気付くと、ギギーっと建付の悪そうな扉を押し開け、親父が少年を連れて宿の中へ入っていくのが目に映った。
チッと舌打ちをして朱雀が上を見あげると、二階の窓のひとつにポッと灯りがともる。
「あそこが地獄の三丁目ってわけか。あいつの」
低くつぶやいて朱雀はひとつため息をつくと、扉を開けて宿の中へ入っていった。
やはり二階から親父らしい男の声が微かに聞こえている。
恐らく親父は少年に、生き残りたければこれからこの部屋に来る男の言うことをおとなしく聞いて何でも素直に従えとでも言い聞かせているのだろう。
いつだってそうだった。
朱雀が初めて此処へ来た時も、同じように何がなんだか解らないうちに此処まで引っ張ってこられ、小さな部屋に連れ込まれて何の説明もないまま初めての客を取らされた。
あまりの恐怖と痛みに、その頃の記憶は所々抜け落ちている。
飢えと乾きと恐怖と、それからあらゆる痛み。
身体を切り裂かれるような鋭い痛みと、後々まで残る鈍い痛み。
鞭なんか使われた日には何日も痣が消えなかった時もある。あまりの出血にシーツが血の海になったことさえある。
頭にこびりついて離れない吐き気のするような現実。
睨みつけるように二階を見あげていた朱雀に気付き、親父がゆっくりと階段を降りてきた。
「何だ、朱雀。帰ったのか。次の客がくるのはまだ少し先だ」
「ああ」
「そうそう、今日、新人が入ったぜ」
「知ってる。今、見た」
「そうか。お前とは系統の違う美人だが、あれもなかなか上玉だ。お前と年も近そうだし仲良くしてやれよ」
「けっ、知るか、そんなこと。オレは誰とも仲良くなんてしねえよ」
「そうだったな」
ニヤリと親父が胸くその悪くなる笑みを浮かべた。
下卑た笑いを浮かべて親父は舐めるように朱雀を見下ろす。朱雀の身体を値踏みしているようないつもの男の視線。

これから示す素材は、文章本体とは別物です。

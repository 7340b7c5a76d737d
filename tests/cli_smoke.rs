use std::path::PathBuf;
use std::process::Command;

fn exe() -> PathBuf {
    std::env::var_os("CARGO_BIN_EXE_carousel")
        .map(PathBuf::from)
        .unwrap_or_else(|| {
            let mut p = PathBuf::from("target").join("debug");
            p.push(if cfg!(windows) {
                "carousel.exe"
            } else {
                "carousel"
            });
            p
        })
}

fn run(args: &[&str]) -> serde_json::Value {
    let out = Command::new(exe()).args(args).output().unwrap();
    assert!(
        out.status.success(),
        "carousel {args:?} failed: {}",
        String::from_utf8_lossy(&out.stderr)
    );
    serde_json::from_slice(&out.stdout).unwrap()
}

#[test]
fn cli_frame_prints_focused_card() {
    // Default layout: step 273.5, so 305 rounds to card 1.
    let frame = run(&["frame", "--offset", "305", "--compact"]);
    assert_eq!(frame["focused"], 1);
    assert_eq!(frame["cards"].as_array().unwrap().len(), 10);
}

#[test]
fn cli_sweep_reports_each_focus_change() {
    let out = Command::new(exe())
        .args(["sweep", "--from", "0", "--to", "2700", "--ticks", "90"])
        .output()
        .unwrap();
    assert!(out.status.success());

    let events: Vec<serde_json::Value> = String::from_utf8(out.stdout)
        .unwrap()
        .lines()
        .map(|l| serde_json::from_str(l).unwrap())
        .collect();

    // Card 0 is focused at the start, so only the moves to 1..=9 are reported.
    assert_eq!(events.len(), 9);
    let to: Vec<u64> = events.iter().map(|e| e["to"].as_u64().unwrap()).collect();
    assert_eq!(to, (1..=9).collect::<Vec<u64>>());
    let from: Vec<u64> = events.iter().map(|e| e["from"].as_u64().unwrap()).collect();
    assert_eq!(from, (0..=8).collect::<Vec<u64>>());

    let ticks: Vec<u64> = events.iter().map(|e| e["tick"].as_u64().unwrap()).collect();
    assert_eq!(ticks, [5, 14, 23, 32, 42, 51, 60, 69, 78]);
    assert_eq!(events[0]["card_id"], "2");
    assert_eq!(events[8]["card_id"], "10");
}

#[test]
fn cli_sweep_past_the_end_stays_on_last_card() {
    let out = Command::new(exe())
        .args(["sweep", "--from", "5000", "--to", "9000", "--ticks", "0"])
        .output()
        .unwrap();
    assert!(out.status.success());
    assert!(out.stdout.is_empty());
}

#[test]
fn cli_snap_settles_on_nearest_card() {
    let manifest = env!("CARGO_MANIFEST_DIR");
    let config = format!("{manifest}/tests/data/wide_config.json");
    let deck = format!("{manifest}/tests/data/mini_deck.json");

    let report = run(&[
        "snap",
        "--config",
        config.as_str(),
        "--deck",
        deck.as_str(),
        "--offset",
        "470",
        "--at-ms",
        "1000",
    ]);
    assert_eq!(report["index"], 2);
    assert_eq!(report["target_offset"], 600.0);
    assert_eq!(report["tween_offset"], 600.0);
}

#[test]
fn cli_deck_filters_by_place() {
    let list = run(&["deck", "--filter", "stade"]);
    let ids: Vec<&str> = list
        .as_array()
        .unwrap()
        .iter()
        .map(|e| e["id"].as_str().unwrap())
        .collect();
    assert_eq!(ids, ["2", "5"]);
}

#[test]
fn cli_rejects_non_finite_offset() {
    let status = Command::new(exe())
        .args(["frame", "--offset", "NaN"])
        .status()
        .unwrap();
    assert!(!status.success());
}

#[test]
fn cli_snap_rejects_invalid_config_file() {
    let dir = PathBuf::from("target").join("cli_smoke");
    std::fs::create_dir_all(&dir).unwrap();
    let path = dir.join("inverted_backdrop.json");
    std::fs::write(
        &path,
        r#"{"backdrop": {"opacity": [0.8, 0.5, 0.0], "scale": [1.3, 1.2, 1.1]}}"#,
    )
    .unwrap();

    let out = Command::new(exe())
        .args(["snap", "--offset", "100", "--config"])
        .arg(&path)
        .output()
        .unwrap();
    assert!(!out.status.success());
    assert!(String::from_utf8_lossy(&out.stderr).contains("edge <= near <= center"));
}
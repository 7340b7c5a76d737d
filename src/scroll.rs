use crate::{
    anim_ease::Ease, config::SnapConfig, focus::focused_index, foundation::core::sanitize_step,
};

/// Scrollable range of a carousel: offsets run from card 0 centered to the last
/// card centered, with no overscroll.
#[derive(Clone, Copy, Debug, PartialEq)]
pub struct ScrollExtent {
    step: f64,
    count: usize,
}

impl ScrollExtent {
    pub fn new(step: f64, count: usize) -> Self {
        Self {
            step: sanitize_step(step),
            count,
        }
    }

    pub fn step(&self) -> f64 {
        self.step
    }

    pub fn count(&self) -> usize {
        self.count
    }

    pub fn max_offset(&self) -> f64 {
        self.offset_for(self.count.saturating_sub(1))
    }

    pub fn offset_for(&self, index: usize) -> f64 {
        index as f64 * self.step
    }

    pub fn clamp(&self, offset: f64) -> f64 {
        if offset.is_nan() {
            return 0.0;
        }
        offset.clamp(0.0, self.max_offset())
    }

    /// Offset of the card a released scroll settles on; `None` without cards.
    pub fn snap_target(&self, offset: f64) -> Option<(usize, f64)> {
        let index = focused_index(offset, self.step, self.count)?;
        Some((index, self.offset_for(index)))
    }
}

/// Eased scroll animation from one offset to another.
#[derive(Clone, Copy, Debug, PartialEq)]
pub struct SnapTween {
    from: f64,
    to: f64,
    start_ms: u64,
    duration_ms: u64,
    ease: Ease,
}

impl SnapTween {
    pub fn new(from: f64, to: f64, start_ms: u64, duration_ms: u64, ease: Ease) -> Self {
        Self {
            from,
            to,
            start_ms,
            duration_ms: duration_ms.max(1),
            ease,
        }
    }

    pub fn from_config(from: f64, to: f64, start_ms: u64, config: &SnapConfig) -> Self {
        Self::new(from, to, start_ms, config.duration_ms, config.ease)
    }

    pub fn target(&self) -> f64 {
        self.to
    }

    pub fn is_done(&self, now_ms: u64) -> bool {
        now_ms.saturating_sub(self.start_ms) >= self.duration_ms
    }

    pub fn sample(&self, now_ms: u64) -> f64 {
        if self.is_done(now_ms) {
            return self.to;
        }
        let elapsed = now_ms.saturating_sub(self.start_ms);
        let t = self.ease.apply(elapsed as f64 / self.duration_ms as f64);
        self.from + (self.to - self.from) * t
    }

    /// Restart toward `to` from wherever the tween currently is.
    pub fn retarget(&mut self, now_ms: u64, to: f64) {
        let current = self.sample(now_ms);
        *self = Self::new(current, to, now_ms, self.duration_ms, self.ease);
    }
}

#[cfg(test)]
mod tests {
    use super::*;

    #[test]
    fn extent_clamps_without_overscroll() {
        let extent = ScrollExtent::new(300.0, 5);
        assert_eq!(extent.max_offset(), 1200.0);
        assert_eq!(extent.clamp(-50.0), 0.0);
        assert_eq!(extent.clamp(1500.0), 1200.0);
        assert_eq!(extent.clamp(f64::NAN), 0.0);
        assert_eq!(extent.clamp(640.0), 640.0);
    }

    #[test]
    fn single_and_empty_decks_do_not_scroll() {
        for count in [0, 1] {
            let extent = ScrollExtent::new(300.0, count);
            assert_eq!(extent.max_offset(), 0.0);
            assert_eq!(extent.clamp(999.0), 0.0);
        }
        assert_eq!(ScrollExtent::new(300.0, 0).snap_target(10.0), None);
    }

    #[test]
    fn snaps_to_nearest_card() {
        let extent = ScrollExtent::new(300.0, 5);
        assert_eq!(extent.snap_target(410.0), Some((1, 300.0)));
        assert_eq!(extent.snap_target(460.0), Some((2, 600.0)));
        assert_eq!(extent.snap_target(9000.0), Some((4, 1200.0)));
    }

    #[test]
    fn tween_reaches_target_exactly() {
        let tween = SnapTween::new(410.0, 300.0, 1000, 250, Ease::OutCubic);
        assert_eq!(tween.sample(1000), 410.0);
        assert_eq!(tween.sample(900), 410.0);
        let mid = tween.sample(1125);
        assert!(mid < 410.0 && mid > 300.0);
        assert!(!tween.is_done(1249));
        assert!(tween.is_done(1250));
        assert_eq!(tween.sample(1250), 300.0);
        assert_eq!(tween.sample(5000), 300.0);
    }

    #[test]
    fn tween_retarget_continues_from_current() {
        let mut tween = SnapTween::new(0.0, 300.0, 0, 100, Ease::Linear);
        tween.retarget(50, 600.0);
        assert_eq!(tween.sample(50), 150.0);
        assert_eq!(tween.sample(100), 375.0);
        assert_eq!(tween.sample(150), 600.0);
        assert_eq!(tween.target(), 600.0);
    }

    #[test]
    fn zero_duration_completes_immediately() {
        let tween = SnapTween::new(0.0, 10.0, 5, 0, Ease::Linear);
        assert!(tween.is_done(6));
        assert_eq!(tween.sample(6), 10.0);
    }
}
/// Relative breakpoint positions, in steps from a card's own center.
pub const BREAKPOINTS: [f64; 5] = [-2.0, -1.0, 0.0, 1.0, 2.0];

/// Interpolation contract for channel value types.
pub trait Lerp: Sized {
    /// Interpolate from `a` to `b` with normalized factor `t` in `[0, 1]`.
    fn lerp(a: &Self, b: &Self, t: f64) -> Self;
}

impl Lerp for f64 {
    fn lerp(a: &Self, b: &Self, t: f64) -> Self {
        a + (b - a) * t
    }
}

/// One output channel sampled at the five [`BREAKPOINTS`].
///
/// Sampling is piecewise-linear between adjacent breakpoints and clamps to the
/// boundary values outside `[-2, 2]`; it never extrapolates.
#[derive(Clone, Copy, Debug, PartialEq, serde::Serialize, serde::Deserialize)]
pub struct BreakpointTable<T> {
    pub values: [T; 5],
}

impl<T> BreakpointTable<T>
where
    T: Lerp + Clone,
{
    pub fn new(values: [T; 5]) -> Self {
        Self { values }
    }

    /// Sample at `u`, a displacement measured in steps.
    pub fn sample(&self, u: f64) -> T {
        if u.is_nan() {
            return self.values[2].clone();
        }
        if u <= BREAKPOINTS[0] {
            return self.values[0].clone();
        }
        if u >= BREAKPOINTS[4] {
            return self.values[4].clone();
        }

        // BREAKPOINTS[0] < u < BREAKPOINTS[4], so 1 <= idx <= 4.
        let idx = BREAKPOINTS.partition_point(|p| *p <= u);
        let a = idx - 1;
        let span = BREAKPOINTS[idx] - BREAKPOINTS[a];
        let t = (u - BREAKPOINTS[a]) / span;
        T::lerp(&self.values[a], &self.values[idx], t)
    }
}

impl BreakpointTable<f64> {
    /// `[edge, near, center, near, edge]`, for channels equal at `+k` and `-k`.
    pub fn symmetric(edge: f64, near: f64, center: f64) -> Self {
        Self::new([edge, near, center, near, edge])
    }

    /// `[edge, near, 0, -near, -edge]`, for channels that flip sign across the center.
    pub fn mirrored(edge: f64, near: f64) -> Self {
        Self::new([edge, near, 0.0, -near, -edge])
    }
}
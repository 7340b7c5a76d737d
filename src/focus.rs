//! Which card is nearest the scroll center, and when that changes.

use crate::foundation::core::sanitize_step;

/// Returned by [`compute_focused_index`] when there are no cards.
pub const NO_FOCUS: isize = -1;

/// `round(offset / step)` clamped to `[0, card_count - 1]`; `None` for an empty list.
pub fn focused_index(offset: f64, step: f64, card_count: usize) -> Option<usize> {
    let last = card_count.checked_sub(1)?;
    let step = sanitize_step(step);
    let pos = (offset / step).round();
    if pos.is_nan() || pos <= 0.0 {
        return Some(0);
    }
    if pos >= last as f64 {
        return Some(last);
    }
    Some(pos as usize)
}

/// [`focused_index`] with [`NO_FOCUS`] standing in for an empty list.
pub fn compute_focused_index(offset: f64, step: f64, card_count: usize) -> isize {
    focused_index(offset, step, card_count)
        .and_then(|i| isize::try_from(i).ok())
        .unwrap_or(NO_FOCUS)
}

#[derive(Clone, Copy, Debug, PartialEq, Eq, serde::Serialize)]
pub struct FocusChange {
    pub from: Option<usize>,
    pub to: Option<usize>,
}

/// Equality-gated focus state: emits a [`FocusChange`] only when the focused
/// index actually moves, never on sub-step scroll jitter.
#[derive(Clone, Debug, Default)]
pub struct FocusTracker {
    current: Option<usize>,
}

impl FocusTracker {
    pub fn new(initial: Option<usize>) -> Self {
        Self { current: initial }
    }

    pub fn current(&self) -> Option<usize> {
        self.current
    }

    pub fn update(&mut self, offset: f64, step: f64, card_count: usize) -> Option<FocusChange> {
        self.apply(focused_index(offset, step, card_count))
    }

    /// Apply an already computed index.
    pub fn apply(&mut self, next: Option<usize>) -> Option<FocusChange> {
        if next == self.current {
            return None;
        }
        let change = FocusChange {
            from: self.current,
            to: next,
        };
        tracing::debug!(from = ?change.from, to = ?change.to, "focus changed");
        self.current = next;
        Some(change)
    }
}
use challenger_carousel::{
    CarouselConfig, CarouselError, Color, Deck, Ease, compute_background_transform,
};

#[test]
fn config_fixture_validates() {
    let s = include_str!("data/wide_config.json");
    let config: CarouselConfig = serde_json::from_str(s).unwrap();
    config.validate().unwrap();
    assert_eq!(config.layout.viewport_width, 1024.0);
    assert_eq!(config.layout.step(), 300.0);
    assert_eq!(config.snap.duration_ms, 300);
    assert_eq!(config.snap.ease, Ease::InOutCubic);
}

#[test]
fn deck_fixture_validates() {
    let s = include_str!("data/mini_deck.json");
    let deck: Deck = serde_json::from_str(s).unwrap();
    deck.validate().unwrap();
    assert_eq!(deck.len(), 3);
    assert_eq!(deck.cards[0].badge.as_deref(), Some("Captain"));
    assert_eq!(deck.cards[1].badge, None);
}

#[test]
fn deck_fixture_accepts_every_color_form() {
    let deck = Deck::from_json_str(include_str!("data/mini_deck.json")).unwrap();

    assert_eq!(deck.cards[0].colors[0].to_hex(), "#1a1a2e");
    assert_eq!(deck.cards[1].colors[0], Color::rgba(0.1, 0.3, 0.2, 1.0));
    assert_eq!(deck.cards[1].colors[1], Color::rgba(0.2, 0.4, 0.3, 1.0));

    let hsla = deck.cards[2].colors[0];
    assert!(hsla.g > hsla.r && hsla.g > hsla.b);
    assert_eq!(hsla.a, 1.0);
    // One color: gradient collapses to a flat fill.
    let theme = deck.cards[2].theme().unwrap();
    assert_eq!(theme.top, theme.bottom);
}

#[test]
fn builtin_deck_validates() {
    let deck = Deck::builtin().unwrap();
    deck.validate().unwrap();
    assert!(deck.cards.iter().all(|c| c.colors.len() == 2));
}

#[test]
fn inverted_backdrop_curve_is_rejected() {
    let s = r#"{"backdrop": {"opacity": [0.8, 0.5, 0.0], "scale": [1.3, 1.2, 1.1]}}"#;
    let err = CarouselConfig::from_json_str(s).unwrap_err();
    assert!(matches!(err, CarouselError::Validation(_)), "{err}");

    let config = CarouselConfig::from_json_str(include_str!("data/wide_config.json")).unwrap();
    let center = compute_background_transform(2, 600.0, 300.0, &config.backdrop);
    let far = compute_background_transform(2, 0.0, 300.0, &config.backdrop);
    assert!(center.opacity >= far.opacity);
    assert!(center.scale >= far.scale);
}
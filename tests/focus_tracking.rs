use challenger_carousel::{
    Carousel, CarouselConfig, Deck, FocusChange, FocusTracker, LayoutConfig, NO_FOCUS,
    compute_focused_index, focused_index,
};

#[test]
fn focused_index_rounds_offset_over_step() {
    assert_eq!(compute_focused_index(305.0, 300.0, 5), 1);
    assert_eq!(compute_focused_index(0.0, 300.0, 5), 0);
    assert_eq!(compute_focused_index(1199.0, 300.0, 5), 4);
    assert_eq!(compute_focused_index(5000.0, 300.0, 5), 4);
    assert_eq!(compute_focused_index(-5000.0, 300.0, 5), 0);
    assert_eq!(compute_focused_index(77.0, 300.0, 0), NO_FOCUS);
    assert_eq!(focused_index(77.0, 300.0, 0), None);
}

#[test]
fn sweep_emits_one_event_per_index_change() {
    let mut tracker = FocusTracker::new(Some(0));
    let mut events = Vec::new();
    // Forward across five cards at sub-pixel resolution, then jitter on card 4.
    let mut offset = 0.0;
    while offset <= 1200.0 {
        events.extend(tracker.update(offset, 300.0, 5));
        offset += 0.25;
    }
    for jitter in [1199.5, 1200.0, 1199.9, 1150.1, 1200.0] {
        events.extend(tracker.update(jitter, 300.0, 5));
    }

    let targets: Vec<Option<usize>> = events.iter().map(|e| e.to).collect();
    assert_eq!(targets, [Some(1), Some(2), Some(3), Some(4)]);
    assert_eq!(
        events[0],
        FocusChange {
            from: Some(0),
            to: Some(1)
        }
    );
}

#[test]
fn backwards_scroll_reports_descending_changes() {
    let mut tracker = FocusTracker::new(Some(3));
    let changes: Vec<FocusChange> = [850.0, 760.0, 600.0, 449.0, 440.0, 10.0]
        .into_iter()
        .filter_map(|o| tracker.update(o, 300.0, 4))
        .collect();
    assert_eq!(
        changes,
        [
            FocusChange {
                from: Some(3),
                to: Some(2)
            },
            FocusChange {
                from: Some(2),
                to: Some(1)
            },
            FocusChange {
                from: Some(1),
                to: Some(0)
            },
        ]
    );
}

#[test]
fn carousel_focus_drives_theme_lookup() {
    let deck = Deck::builtin().unwrap();
    let config = CarouselConfig {
        layout: LayoutConfig {
            viewport_width: 1024.0,
            ..LayoutConfig::default()
        },
        ..CarouselConfig::default()
    };
    let carousel = Carousel::new(&config, deck.len());
    let mut tracker = FocusTracker::new(carousel.focused_index(0.0));

    let mut themes = Vec::new();
    for offset in [10.0, 140.0, 160.0, 290.0, 310.0, 20_000.0] {
        if let Some(change) = tracker.apply(carousel.focused_index(offset)) {
            let card = change.to.and_then(|i| deck.get(i)).unwrap();
            themes.push((card.id.clone(), card.theme().unwrap()));
        }
    }

    let ids: Vec<&str> = themes.iter().map(|(id, _)| id.as_str()).collect();
    assert_eq!(ids, ["2", "10"]);
    assert_eq!(Some(themes[0].1), deck.cards[1].theme());
}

まとわりつく生臭さに吐き気を催して朱雀がくるりと背を向けたとたん、二階から鋭い悲鳴が聞こえた。
「……………」
さっきの少年の悲鳴だ。
「やけに早いな」
思わず朱雀がそうつぶやくと、親父はククッと喉の奥で笑いながら二階を見あげた。
「女の一人が熱だしててな。聞いてみたら少年でも構わないって言うからあてがってやった。惚れ惚れするような男前だぜ。あいつの初めての客はよ」
「このゲス野郎」
低くつぶやきながら、朱雀はそのまま親父の横をすり抜けて階段を二階へと上がっていった。